■ DIRECTIONS FOR THIS TASK:
Check every line of the data for the word "Goodlift", and copy those that have it.

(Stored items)
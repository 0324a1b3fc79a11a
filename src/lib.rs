pub mod browser;
pub mod clock;
pub mod config;
pub mod loading;
pub mod output;
pub mod roster;
pub mod rules;
pub mod scoring;
pub mod units;
impl fmt::Display for Formula {
    fn fmt(&self, f: &mut fmt::Formatter<'_>) -> fmt::Result {
        f.write_str(self.label())
    }
}

#[derive(Debug, Clone, Copy)]
enum Curve {
    Quartic { k: f64, coeffs: [f64; 5] },
    Ipf { k: f64, coeffs: [f64; 4] },
    Goodlift { coeffs: [f64; 5] },
}

impl Curve {
    /// Denominator (divisor for Goodlift) at `bw`; None when zero or non-finite.
    fn denominator(&self, bw: f64) -> Option<f64> {
        let value = match *self {
            Curve::Quartic { coeffs: [a, b, c, d, e], .. } => {
                a + b * bw + c * bw.powi(2) + d * bw.powi(3) + e * bw.powi(4)
            }
            Curve::Ipf { coeffs: [a, b, c, d], .. } => {
                a - b * bw.powf(-c) + d * bw.powf(-2.0 * c)
            }
            Curve::Goodlift { coeffs: [a, b, c, d, e] } => {
                a - b * bw.powf(-c) - d * bw.powi(2) - e * bw.powi(3)
            }
        };
        (value != 0.0 && value.is_finite()).then_some(value)
    }

    fn evaluate(&self, bw: f64, total: f64) -> Option<f64> {
        let denominator = self.denominator(bw)?;
        let score = match self {
            Curve::Quartic { k, .. } | Curve::Ipf { k, .. } => total * (k / denominator),
            Curve::Goodlift { .. } => total / denominator * 100.0,
        };
        score.is_finite().then_some(score)
    }
}

/// Parse a user-entered number. Blank, unparsable and non-finite input is None.
pub fn parse_number(s: &str) -> Option<f64> {
    s.trim().parse::<f64>().ok().filter(|v| v.is_finite())
}

fn correct_pounds(value: f64, threshold: f64) -> f64 {
    if value > threshold {
        value * LB_TO_KG
    } else {
        value
    }
}

/// Round to one decimal place, half away from zero, after the epsilon nudge.
pub fn round_score(raw: f64) -> Option<f64> {
    let rounded = ((raw + ROUNDING_EPSILON) * 10.0).round() / 10.0;
    rounded.is_finite().then_some(rounded)
}

/// Numeric score after the pounds heuristic and rounding.
///
/// None means "not computable": non-positive bodyweight or total, a zero
/// denominator, or a non-finite result.
pub fn score_value(formula: Formula, sex: Sex, bodyweight: f64, total: f64) -> Option<f64> {
    let bw = correct_pounds(bodyweight, BODYWEIGHT_POUNDS_THRESHOLD);
    let total = correct_pounds(total, TOTAL_POUNDS_THRESHOLD);
    if !(bw > 0.0) || !(total > 0.0) {
        return None;
    }
    round_score(formula.curve(sex).evaluate(bw, total)?)
}

/// Score as displayed: one fractional digit, or an empty string when the
/// inputs are not computable.
pub fn compute_score(formula: Formula, sex: &str, bodyweight_kg: &str, total_kg: f64) -> String {
    let bodyweight = parse_number(bodyweight_kg).unwrap_or(0.0);
    score_value(formula, Sex::normalize(sex), bodyweight, total_kg)
        .map(|score| format!("{:.1}", score))
        .unwrap_or_default()
}

pub fn compute_dots(sex: &str, bodyweight_kg: &str, total_kg: f64) -> String {
    compute_score(Formula::Dots, sex, bodyweight_kg, total_kg)
}

pub fn compute_wilks(sex: &str, bodyweight_kg: &str, total_kg: f64) -> String {
    compute_score(Formula::Wilks, sex, bodyweight_kg, total_kg)
}

pub fn compute_wilks2(sex: &str, bodyweight_kg: &str, total_kg: f64) -> String {
    compute_score(Formula::Wilks2, sex, bodyweight_kg, total_kg)
}

pub fn compute_ipf(sex: &str, bodyweight_kg: &str, total_kg: f64) -> String {
    compute_score(Formula::Ipf, sex, bodyweight_kg, total_kg)
}

pub fn compute_ipf_gl(sex: &str, bodyweight_kg: &str, total_kg: f64) -> String {
    compute_score(Formula::IpfGl, sex, bodyweight_kg, total_kg)
}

■ SOLUTION TO THIS EXERCISE:
    Goodlift { coeffs: [f64; 5] },
    /// Denominator (divisor for Goodlift) at `bw`; None when zero or non-finite.
            Curve::Goodlift { coeffs: [a, b, c, d, e] } => {
            Curve::Goodlift { .. } => total / denominator * 100.0,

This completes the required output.